------ Material shown ------
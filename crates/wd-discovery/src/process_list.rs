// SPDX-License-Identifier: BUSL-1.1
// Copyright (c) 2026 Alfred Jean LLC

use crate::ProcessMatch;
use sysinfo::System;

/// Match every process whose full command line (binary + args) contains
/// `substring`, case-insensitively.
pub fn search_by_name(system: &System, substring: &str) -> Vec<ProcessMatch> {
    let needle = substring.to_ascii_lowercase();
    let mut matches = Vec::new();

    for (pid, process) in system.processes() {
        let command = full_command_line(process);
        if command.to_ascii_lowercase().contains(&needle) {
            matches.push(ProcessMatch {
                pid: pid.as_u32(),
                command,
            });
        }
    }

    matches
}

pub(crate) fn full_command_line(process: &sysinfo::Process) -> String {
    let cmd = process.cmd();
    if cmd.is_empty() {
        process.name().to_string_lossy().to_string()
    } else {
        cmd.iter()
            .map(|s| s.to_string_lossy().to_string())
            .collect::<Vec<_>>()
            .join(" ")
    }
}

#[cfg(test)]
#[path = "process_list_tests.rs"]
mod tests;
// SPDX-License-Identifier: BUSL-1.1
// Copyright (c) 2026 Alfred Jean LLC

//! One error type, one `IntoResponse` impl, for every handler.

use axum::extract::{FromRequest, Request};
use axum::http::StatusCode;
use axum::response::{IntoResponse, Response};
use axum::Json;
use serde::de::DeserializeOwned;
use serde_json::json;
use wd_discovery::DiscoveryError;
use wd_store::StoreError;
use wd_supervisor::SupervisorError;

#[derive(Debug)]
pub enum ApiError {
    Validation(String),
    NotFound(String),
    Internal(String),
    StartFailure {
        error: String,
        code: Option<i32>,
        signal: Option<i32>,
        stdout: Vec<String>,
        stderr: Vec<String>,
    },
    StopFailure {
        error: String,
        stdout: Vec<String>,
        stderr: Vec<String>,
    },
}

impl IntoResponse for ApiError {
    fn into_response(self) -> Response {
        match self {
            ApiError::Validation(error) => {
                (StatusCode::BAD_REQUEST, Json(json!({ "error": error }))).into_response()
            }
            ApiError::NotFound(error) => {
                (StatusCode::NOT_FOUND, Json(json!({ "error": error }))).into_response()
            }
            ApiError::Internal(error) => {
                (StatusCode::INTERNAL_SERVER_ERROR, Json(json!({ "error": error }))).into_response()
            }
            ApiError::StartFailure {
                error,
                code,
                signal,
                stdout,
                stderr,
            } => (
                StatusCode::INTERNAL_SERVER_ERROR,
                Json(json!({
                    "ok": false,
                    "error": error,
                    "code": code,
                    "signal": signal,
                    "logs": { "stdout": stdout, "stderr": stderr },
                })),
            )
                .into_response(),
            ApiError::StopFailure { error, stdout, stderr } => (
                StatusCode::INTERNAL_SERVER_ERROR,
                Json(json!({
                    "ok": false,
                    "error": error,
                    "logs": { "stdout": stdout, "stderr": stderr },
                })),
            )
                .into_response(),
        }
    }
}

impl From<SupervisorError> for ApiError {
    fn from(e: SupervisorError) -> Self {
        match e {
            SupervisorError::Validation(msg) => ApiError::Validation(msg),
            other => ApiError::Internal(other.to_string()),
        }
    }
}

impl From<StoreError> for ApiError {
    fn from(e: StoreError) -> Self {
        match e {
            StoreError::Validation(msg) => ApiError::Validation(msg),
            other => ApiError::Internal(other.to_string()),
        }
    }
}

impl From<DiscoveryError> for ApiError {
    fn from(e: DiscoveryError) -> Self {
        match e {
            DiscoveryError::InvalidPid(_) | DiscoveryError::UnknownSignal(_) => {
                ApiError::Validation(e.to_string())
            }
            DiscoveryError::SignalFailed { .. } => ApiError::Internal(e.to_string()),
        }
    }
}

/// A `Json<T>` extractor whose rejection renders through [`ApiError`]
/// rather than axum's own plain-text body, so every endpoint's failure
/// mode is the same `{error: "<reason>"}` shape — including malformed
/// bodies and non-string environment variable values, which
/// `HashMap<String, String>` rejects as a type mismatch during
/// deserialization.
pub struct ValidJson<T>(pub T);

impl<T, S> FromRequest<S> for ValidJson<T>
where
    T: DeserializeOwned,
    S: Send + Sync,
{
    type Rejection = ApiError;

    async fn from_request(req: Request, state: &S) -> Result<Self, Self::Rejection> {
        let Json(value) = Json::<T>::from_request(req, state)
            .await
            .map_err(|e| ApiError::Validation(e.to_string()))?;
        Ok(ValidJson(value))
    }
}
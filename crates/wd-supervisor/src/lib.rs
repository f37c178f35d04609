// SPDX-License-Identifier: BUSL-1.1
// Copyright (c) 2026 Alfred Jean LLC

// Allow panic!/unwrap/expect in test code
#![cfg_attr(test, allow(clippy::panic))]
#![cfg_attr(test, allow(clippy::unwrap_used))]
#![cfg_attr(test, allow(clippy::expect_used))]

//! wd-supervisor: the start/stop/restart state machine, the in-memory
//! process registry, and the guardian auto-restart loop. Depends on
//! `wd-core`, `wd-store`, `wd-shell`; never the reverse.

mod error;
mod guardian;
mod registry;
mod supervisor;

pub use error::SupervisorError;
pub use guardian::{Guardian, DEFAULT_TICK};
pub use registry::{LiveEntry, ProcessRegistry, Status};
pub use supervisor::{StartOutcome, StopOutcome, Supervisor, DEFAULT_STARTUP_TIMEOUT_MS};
------
------ Material shown ------
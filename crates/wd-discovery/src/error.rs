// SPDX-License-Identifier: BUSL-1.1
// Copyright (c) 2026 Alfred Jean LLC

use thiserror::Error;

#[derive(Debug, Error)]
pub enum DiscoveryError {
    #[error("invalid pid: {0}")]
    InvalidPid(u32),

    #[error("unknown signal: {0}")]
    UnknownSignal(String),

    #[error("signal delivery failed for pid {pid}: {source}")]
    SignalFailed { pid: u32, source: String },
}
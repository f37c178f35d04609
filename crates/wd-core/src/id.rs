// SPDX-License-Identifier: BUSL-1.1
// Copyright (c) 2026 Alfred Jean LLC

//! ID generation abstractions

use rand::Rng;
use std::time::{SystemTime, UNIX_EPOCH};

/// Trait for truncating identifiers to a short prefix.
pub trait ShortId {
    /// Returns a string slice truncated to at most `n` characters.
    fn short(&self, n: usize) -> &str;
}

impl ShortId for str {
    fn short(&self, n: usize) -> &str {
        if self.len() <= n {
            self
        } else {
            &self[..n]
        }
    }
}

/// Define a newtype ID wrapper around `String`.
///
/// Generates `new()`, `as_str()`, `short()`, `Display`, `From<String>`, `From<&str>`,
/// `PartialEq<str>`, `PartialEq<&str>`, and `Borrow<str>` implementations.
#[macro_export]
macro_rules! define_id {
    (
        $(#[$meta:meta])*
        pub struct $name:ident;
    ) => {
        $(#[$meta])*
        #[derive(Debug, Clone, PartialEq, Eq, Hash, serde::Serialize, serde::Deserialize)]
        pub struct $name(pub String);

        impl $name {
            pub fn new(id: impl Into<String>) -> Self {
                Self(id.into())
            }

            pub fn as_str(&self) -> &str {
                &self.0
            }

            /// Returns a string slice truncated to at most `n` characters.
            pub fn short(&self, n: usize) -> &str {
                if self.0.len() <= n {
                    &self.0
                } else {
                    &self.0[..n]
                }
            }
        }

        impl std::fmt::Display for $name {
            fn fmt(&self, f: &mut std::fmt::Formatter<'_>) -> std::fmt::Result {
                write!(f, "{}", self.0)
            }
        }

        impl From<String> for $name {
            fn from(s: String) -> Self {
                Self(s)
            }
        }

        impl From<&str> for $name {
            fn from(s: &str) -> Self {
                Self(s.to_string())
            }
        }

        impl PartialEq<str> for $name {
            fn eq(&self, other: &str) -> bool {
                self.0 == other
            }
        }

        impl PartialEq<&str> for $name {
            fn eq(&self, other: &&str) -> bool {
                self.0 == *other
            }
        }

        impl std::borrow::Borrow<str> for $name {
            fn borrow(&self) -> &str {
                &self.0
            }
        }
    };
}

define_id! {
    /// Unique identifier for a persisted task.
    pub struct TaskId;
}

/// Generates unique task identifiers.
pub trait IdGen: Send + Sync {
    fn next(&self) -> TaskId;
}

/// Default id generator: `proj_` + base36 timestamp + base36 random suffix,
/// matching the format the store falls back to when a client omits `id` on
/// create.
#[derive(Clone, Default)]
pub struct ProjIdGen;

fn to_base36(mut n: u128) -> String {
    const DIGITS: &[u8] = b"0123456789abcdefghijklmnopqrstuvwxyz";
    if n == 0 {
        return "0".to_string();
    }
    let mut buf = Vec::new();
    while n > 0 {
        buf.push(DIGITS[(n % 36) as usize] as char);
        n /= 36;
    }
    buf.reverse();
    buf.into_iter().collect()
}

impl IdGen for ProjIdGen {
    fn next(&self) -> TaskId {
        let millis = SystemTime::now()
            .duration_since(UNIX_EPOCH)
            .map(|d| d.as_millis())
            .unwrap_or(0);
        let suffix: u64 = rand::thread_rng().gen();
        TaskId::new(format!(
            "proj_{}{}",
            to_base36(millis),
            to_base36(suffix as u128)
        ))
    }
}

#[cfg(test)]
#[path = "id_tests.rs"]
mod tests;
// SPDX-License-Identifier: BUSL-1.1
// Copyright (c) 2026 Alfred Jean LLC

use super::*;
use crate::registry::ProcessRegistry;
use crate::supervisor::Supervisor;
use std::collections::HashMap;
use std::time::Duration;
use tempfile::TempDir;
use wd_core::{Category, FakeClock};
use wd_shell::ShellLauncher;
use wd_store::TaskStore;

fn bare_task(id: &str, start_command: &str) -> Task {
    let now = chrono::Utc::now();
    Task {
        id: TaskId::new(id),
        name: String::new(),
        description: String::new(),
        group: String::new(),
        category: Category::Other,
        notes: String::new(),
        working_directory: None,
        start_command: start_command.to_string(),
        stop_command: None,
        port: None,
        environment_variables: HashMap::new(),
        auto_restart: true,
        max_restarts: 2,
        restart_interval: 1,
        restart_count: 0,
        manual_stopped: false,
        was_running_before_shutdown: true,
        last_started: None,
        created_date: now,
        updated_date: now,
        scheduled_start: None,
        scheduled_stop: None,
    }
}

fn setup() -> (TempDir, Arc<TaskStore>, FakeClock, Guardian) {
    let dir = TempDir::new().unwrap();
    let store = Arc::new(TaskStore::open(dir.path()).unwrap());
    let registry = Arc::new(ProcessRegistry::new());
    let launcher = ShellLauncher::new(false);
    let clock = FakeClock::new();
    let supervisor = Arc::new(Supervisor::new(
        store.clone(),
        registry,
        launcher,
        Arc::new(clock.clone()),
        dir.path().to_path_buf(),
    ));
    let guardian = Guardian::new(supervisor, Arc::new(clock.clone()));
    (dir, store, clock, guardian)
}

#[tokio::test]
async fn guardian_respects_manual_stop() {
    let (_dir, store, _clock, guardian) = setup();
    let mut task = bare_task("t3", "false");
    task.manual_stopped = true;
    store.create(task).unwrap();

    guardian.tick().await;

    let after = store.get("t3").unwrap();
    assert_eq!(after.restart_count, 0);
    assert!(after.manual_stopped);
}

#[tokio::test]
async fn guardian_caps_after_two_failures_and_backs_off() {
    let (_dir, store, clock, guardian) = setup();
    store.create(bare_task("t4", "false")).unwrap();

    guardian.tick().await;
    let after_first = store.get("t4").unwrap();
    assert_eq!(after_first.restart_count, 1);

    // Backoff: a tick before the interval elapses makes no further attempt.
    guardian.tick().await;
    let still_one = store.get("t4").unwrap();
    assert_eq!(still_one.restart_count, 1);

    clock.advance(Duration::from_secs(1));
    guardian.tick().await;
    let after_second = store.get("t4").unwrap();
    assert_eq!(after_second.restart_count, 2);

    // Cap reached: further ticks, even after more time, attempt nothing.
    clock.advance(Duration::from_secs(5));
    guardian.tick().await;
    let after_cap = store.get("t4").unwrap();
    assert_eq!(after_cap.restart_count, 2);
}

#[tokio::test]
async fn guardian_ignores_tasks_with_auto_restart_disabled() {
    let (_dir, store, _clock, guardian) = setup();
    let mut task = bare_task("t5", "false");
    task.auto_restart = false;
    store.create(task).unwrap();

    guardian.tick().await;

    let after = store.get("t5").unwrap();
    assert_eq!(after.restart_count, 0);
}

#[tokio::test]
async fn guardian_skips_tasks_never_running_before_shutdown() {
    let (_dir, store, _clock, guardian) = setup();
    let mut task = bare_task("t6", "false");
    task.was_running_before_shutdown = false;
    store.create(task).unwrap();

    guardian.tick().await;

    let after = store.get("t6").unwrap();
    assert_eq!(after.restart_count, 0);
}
------
------ Material shown ------
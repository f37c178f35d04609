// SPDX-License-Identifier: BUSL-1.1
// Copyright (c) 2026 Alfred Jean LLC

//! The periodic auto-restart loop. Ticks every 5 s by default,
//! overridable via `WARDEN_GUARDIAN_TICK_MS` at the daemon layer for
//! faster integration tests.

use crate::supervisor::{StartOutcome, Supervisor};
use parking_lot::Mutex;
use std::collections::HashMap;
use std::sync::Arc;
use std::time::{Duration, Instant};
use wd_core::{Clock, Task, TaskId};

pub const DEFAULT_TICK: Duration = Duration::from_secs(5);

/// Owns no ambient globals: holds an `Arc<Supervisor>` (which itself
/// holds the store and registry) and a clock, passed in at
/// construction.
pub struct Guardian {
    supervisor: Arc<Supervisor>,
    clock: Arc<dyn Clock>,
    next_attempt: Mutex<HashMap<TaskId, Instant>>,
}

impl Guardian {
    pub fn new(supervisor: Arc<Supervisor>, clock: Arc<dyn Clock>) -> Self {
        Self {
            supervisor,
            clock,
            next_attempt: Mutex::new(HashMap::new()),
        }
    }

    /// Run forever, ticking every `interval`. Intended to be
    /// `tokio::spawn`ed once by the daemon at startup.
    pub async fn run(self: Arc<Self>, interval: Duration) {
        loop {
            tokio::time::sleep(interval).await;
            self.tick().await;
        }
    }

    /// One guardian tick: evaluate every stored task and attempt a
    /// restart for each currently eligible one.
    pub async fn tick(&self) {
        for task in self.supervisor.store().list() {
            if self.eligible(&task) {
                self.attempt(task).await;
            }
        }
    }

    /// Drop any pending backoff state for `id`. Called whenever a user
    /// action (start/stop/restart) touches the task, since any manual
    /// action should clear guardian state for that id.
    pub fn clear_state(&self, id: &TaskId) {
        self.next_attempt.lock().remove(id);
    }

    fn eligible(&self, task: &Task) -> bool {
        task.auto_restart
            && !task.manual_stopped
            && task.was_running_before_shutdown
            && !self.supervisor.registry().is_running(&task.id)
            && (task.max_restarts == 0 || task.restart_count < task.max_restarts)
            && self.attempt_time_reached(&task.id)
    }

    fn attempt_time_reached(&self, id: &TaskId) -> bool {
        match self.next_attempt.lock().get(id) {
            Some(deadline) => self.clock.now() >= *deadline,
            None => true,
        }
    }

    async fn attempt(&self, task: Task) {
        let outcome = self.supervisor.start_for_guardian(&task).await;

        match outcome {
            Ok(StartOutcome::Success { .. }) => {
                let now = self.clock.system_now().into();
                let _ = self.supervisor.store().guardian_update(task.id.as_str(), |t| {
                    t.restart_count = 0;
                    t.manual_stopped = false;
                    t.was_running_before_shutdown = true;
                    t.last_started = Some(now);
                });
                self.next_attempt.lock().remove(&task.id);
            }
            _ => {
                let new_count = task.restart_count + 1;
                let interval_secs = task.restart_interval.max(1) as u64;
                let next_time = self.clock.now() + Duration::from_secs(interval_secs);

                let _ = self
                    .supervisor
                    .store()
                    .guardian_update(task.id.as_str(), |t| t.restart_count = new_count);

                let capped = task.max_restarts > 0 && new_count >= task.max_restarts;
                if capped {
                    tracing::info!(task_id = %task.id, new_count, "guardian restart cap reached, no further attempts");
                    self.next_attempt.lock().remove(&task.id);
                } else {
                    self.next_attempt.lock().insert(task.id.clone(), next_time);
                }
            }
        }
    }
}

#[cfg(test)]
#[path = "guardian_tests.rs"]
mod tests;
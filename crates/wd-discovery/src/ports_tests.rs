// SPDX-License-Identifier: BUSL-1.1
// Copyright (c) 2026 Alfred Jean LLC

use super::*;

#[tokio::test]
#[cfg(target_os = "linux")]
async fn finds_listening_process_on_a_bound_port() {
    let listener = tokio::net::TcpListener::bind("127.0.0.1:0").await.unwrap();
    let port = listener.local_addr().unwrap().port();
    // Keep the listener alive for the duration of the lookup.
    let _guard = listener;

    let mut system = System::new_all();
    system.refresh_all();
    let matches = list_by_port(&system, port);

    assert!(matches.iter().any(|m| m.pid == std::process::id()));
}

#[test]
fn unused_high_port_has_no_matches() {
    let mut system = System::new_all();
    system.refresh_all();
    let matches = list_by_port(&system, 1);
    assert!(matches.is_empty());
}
------
▶ [Task objective] Please copy the lines in the records above between the one holding "(binary + args) contains" and the one holding "let mut matches = Vec::new();", inclusive, exactly and with no other line.

▶ [Result]
/// Match every process whose full command line (binary + args) contains
/// `substring`, case-insensitively.
pub fn search_by_name(system: &System, substring: &str) -> Vec<ProcessMatch> {
    let needle = substring.to_ascii_lowercase();
    let mut matches = Vec::new();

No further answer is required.